▶ _WHAT TO PRODUCE_: Give all the records again, with no alterations.
(MATERIAL TO PROCESS begins)
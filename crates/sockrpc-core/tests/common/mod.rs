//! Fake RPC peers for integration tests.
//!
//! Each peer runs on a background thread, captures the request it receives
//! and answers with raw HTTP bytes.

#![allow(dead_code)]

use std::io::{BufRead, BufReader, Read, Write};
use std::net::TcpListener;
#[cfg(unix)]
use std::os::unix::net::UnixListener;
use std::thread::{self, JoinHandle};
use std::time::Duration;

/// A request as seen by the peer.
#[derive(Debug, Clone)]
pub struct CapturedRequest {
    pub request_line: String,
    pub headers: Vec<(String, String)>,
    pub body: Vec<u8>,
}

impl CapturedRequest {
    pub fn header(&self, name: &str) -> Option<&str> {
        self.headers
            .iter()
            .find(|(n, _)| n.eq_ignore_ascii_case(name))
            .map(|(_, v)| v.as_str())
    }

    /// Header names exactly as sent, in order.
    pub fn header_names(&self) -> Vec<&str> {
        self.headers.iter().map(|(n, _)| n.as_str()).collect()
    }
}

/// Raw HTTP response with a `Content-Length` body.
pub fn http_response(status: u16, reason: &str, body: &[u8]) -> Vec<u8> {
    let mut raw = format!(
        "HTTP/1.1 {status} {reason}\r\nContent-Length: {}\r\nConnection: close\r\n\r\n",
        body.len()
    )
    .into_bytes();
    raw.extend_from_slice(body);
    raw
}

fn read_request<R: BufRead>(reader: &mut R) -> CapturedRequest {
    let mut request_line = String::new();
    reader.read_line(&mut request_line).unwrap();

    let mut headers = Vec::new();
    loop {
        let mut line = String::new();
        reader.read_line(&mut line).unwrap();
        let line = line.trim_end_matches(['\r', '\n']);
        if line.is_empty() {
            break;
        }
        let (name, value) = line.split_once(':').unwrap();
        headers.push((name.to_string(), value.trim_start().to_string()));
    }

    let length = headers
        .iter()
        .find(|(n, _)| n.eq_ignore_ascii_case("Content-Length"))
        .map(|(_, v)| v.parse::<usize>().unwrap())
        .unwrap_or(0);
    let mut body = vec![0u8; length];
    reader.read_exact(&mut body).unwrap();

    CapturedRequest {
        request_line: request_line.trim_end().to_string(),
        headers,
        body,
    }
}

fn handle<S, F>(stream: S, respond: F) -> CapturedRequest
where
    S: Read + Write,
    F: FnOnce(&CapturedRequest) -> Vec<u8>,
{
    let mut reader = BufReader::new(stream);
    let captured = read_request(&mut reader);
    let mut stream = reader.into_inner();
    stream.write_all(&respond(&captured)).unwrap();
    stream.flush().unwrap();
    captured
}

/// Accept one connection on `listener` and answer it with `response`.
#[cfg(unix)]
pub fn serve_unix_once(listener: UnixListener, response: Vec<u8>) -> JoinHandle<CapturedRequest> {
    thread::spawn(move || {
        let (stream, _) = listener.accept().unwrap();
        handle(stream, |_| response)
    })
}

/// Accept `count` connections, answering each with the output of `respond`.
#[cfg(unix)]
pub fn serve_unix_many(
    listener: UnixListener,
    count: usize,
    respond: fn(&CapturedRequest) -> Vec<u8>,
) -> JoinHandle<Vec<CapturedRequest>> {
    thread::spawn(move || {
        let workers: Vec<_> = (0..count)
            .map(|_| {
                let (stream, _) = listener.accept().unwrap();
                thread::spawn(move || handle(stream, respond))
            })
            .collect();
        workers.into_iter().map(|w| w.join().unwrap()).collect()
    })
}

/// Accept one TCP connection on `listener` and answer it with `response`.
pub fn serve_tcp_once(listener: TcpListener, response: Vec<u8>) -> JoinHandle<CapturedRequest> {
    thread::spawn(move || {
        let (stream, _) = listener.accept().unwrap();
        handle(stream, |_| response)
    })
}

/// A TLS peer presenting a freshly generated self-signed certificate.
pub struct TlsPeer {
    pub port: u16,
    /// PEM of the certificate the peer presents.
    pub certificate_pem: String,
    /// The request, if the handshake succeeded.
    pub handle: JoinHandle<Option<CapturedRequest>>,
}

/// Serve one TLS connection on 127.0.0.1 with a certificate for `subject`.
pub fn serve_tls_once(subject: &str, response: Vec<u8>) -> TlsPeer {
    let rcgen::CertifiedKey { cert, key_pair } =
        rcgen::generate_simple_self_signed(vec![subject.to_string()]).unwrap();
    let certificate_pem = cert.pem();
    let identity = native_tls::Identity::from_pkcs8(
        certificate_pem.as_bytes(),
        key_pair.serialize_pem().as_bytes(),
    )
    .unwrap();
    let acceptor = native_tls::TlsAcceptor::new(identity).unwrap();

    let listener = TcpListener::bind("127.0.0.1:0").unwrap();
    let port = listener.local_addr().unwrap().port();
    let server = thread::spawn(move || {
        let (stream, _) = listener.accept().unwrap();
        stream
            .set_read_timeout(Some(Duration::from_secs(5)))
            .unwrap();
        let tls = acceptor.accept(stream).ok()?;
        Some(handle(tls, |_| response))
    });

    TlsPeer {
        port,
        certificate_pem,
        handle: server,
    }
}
(MATERIAL TO PROCESS ends)
▶ _REPLY_:
filename crates/sockrpc-core/tests/common/mod.rs
//! Fake RPC peers for integration tests.
//!
//! Each peer runs on a background thread, captures the request it receives
//! and answers with raw HTTP bytes.

#![allow(dead_code)]

use std::io::{BufRead, BufReader, Read, Write};
use std::net::TcpListener;
#[cfg(unix)]
use std::os::unix::net::UnixListener;
use std::thread::{self, JoinHandle};
use std::time::Duration;

/// A request as seen by the peer.
#[derive(Debug, Clone)]
pub struct CapturedRequest {
    pub request_line: String,
    pub headers: Vec<(String, String)>,
    pub body: Vec<u8>,
}

impl CapturedRequest {
    pub fn header(&self, name: &str) -> Option<&str> {
        self.headers
            .iter()
            .find(|(n, _)| n.eq_ignore_ascii_case(name))
            .map(|(_, v)| v.as_str())
    }

    /// Header names exactly as sent, in order.
    pub fn header_names(&self) -> Vec<&str> {
        self.headers.iter().map(|(n, _)| n.as_str()).collect()
    }
}

/// Raw HTTP response with a `Content-Length` body.
pub fn http_response(status: u16, reason: &str, body: &[u8]) -> Vec<u8> {
    let mut raw = format!(
        "HTTP/1.1 {status} {reason}\r\nContent-Length: {}\r\nConnection: close\r\n\r\n",
        body.len()
    )
    .into_bytes();
    raw.extend_from_slice(body);
    raw
}

fn read_request<R: BufRead>(reader: &mut R) -> CapturedRequest {
    let mut request_line = String::new();
    reader.read_line(&mut request_line).unwrap();

    let mut headers = Vec::new();
    loop {
        let mut line = String::new();
        reader.read_line(&mut line).unwrap();
        let line = line.trim_end_matches(['\r', '\n']);
        if line.is_empty() {
            break;
        }
        let (name, value) = line.split_once(':').unwrap();
        headers.push((name.to_string(), value.trim_start().to_string()));
    }

    let length = headers
        .iter()
        .find(|(n, _)| n.eq_ignore_ascii_case("Content-Length"))
        .map(|(_, v)| v.parse::<usize>().unwrap())
        .unwrap_or(0);
    let mut body = vec![0u8; length];
    reader.read_exact(&mut body).unwrap();

    CapturedRequest {
        request_line: request_line.trim_end().to_string(),
        headers,
        body,
    }
}

fn handle<S, F>(stream: S, respond: F) -> CapturedRequest
where
    S: Read + Write,
    F: FnOnce(&CapturedRequest) -> Vec<u8>,
{
    let mut reader = BufReader::new(stream);
    let captured = read_request(&mut reader);
    let mut stream = reader.into_inner();
    stream.write_all(&respond(&captured)).unwrap();
    stream.flush().unwrap();
    captured
}

/// Accept one connection on `listener` and answer it with `response`.
#[cfg(unix)]
pub fn serve_unix_once(listener: UnixListener, response: Vec<u8>) -> JoinHandle<CapturedRequest> {
    thread::spawn(move || {
        let (stream, _) = listener.accept().unwrap();
        handle(stream, |_| response)
    })
}

/// Accept `count` connections, answering each with the output of `respond`.
#[cfg(unix)]
pub fn serve_unix_many(
    listener: UnixListener,
    count: usize,
    respond: fn(&CapturedRequest) -> Vec<u8>,
) -> JoinHandle<Vec<CapturedRequest>> {
    thread::spawn(move || {
        let workers: Vec<_> = (0..count)
            .map(|_| {
                let (stream, _) = listener.accept().unwrap();
                thread::spawn(move || handle(stream, respond))
            })
            .collect();
        workers.into_iter().map(|w| w.join().unwrap()).collect()
    })
}

/// Accept one TCP connection on `listener` and answer it with `response`.
pub fn serve_tcp_once(listener: TcpListener, response: Vec<u8>) -> JoinHandle<CapturedRequest> {
    thread::spawn(move || {
        let (stream, _) = listener.accept().unwrap();
        handle(stream, |_| response)
    })
}

/// A TLS peer presenting a freshly generated self-signed certificate.
pub struct TlsPeer {
    pub port: u16,
    /// PEM of the certificate the peer presents.
    pub certificate_pem: String,
    /// The request, if the handshake succeeded.
    pub handle: JoinHandle<Option<CapturedRequest>>,
}

/// Serve one TLS connection on 127.0.0.1 with a certificate for `subject`.
pub fn serve_tls_once(subject: &str, response: Vec<u8>) -> TlsPeer {
    let rcgen::CertifiedKey { cert, key_pair } =
        rcgen::generate_simple_self_signed(vec![subject.to_string()]).unwrap();
    let certificate_pem = cert.pem();
    let identity = native_tls::Identity::from_pkcs8(
        certificate_pem.as_bytes(),
        key_pair.serialize_pem().as_bytes(),
    )
    .unwrap();
    let acceptor = native_tls::TlsAcceptor::new(identity).unwrap();

    let listener = TcpListener::bind("127.0.0.1:0").unwrap();
    let port = listener.local_addr().unwrap().port();
    let server = thread::spawn(move || {
        let (stream, _) = listener.accept().unwrap();
        stream
            .set_read_timeout(Some(Duration::from_secs(5)))
            .unwrap();
        let tls = acceptor.accept(stream).ok()?;
        Some(handle(tls, |_| response))
    });

    TlsPeer {
        port,
        certificate_pem,
        handle: server,
    }
}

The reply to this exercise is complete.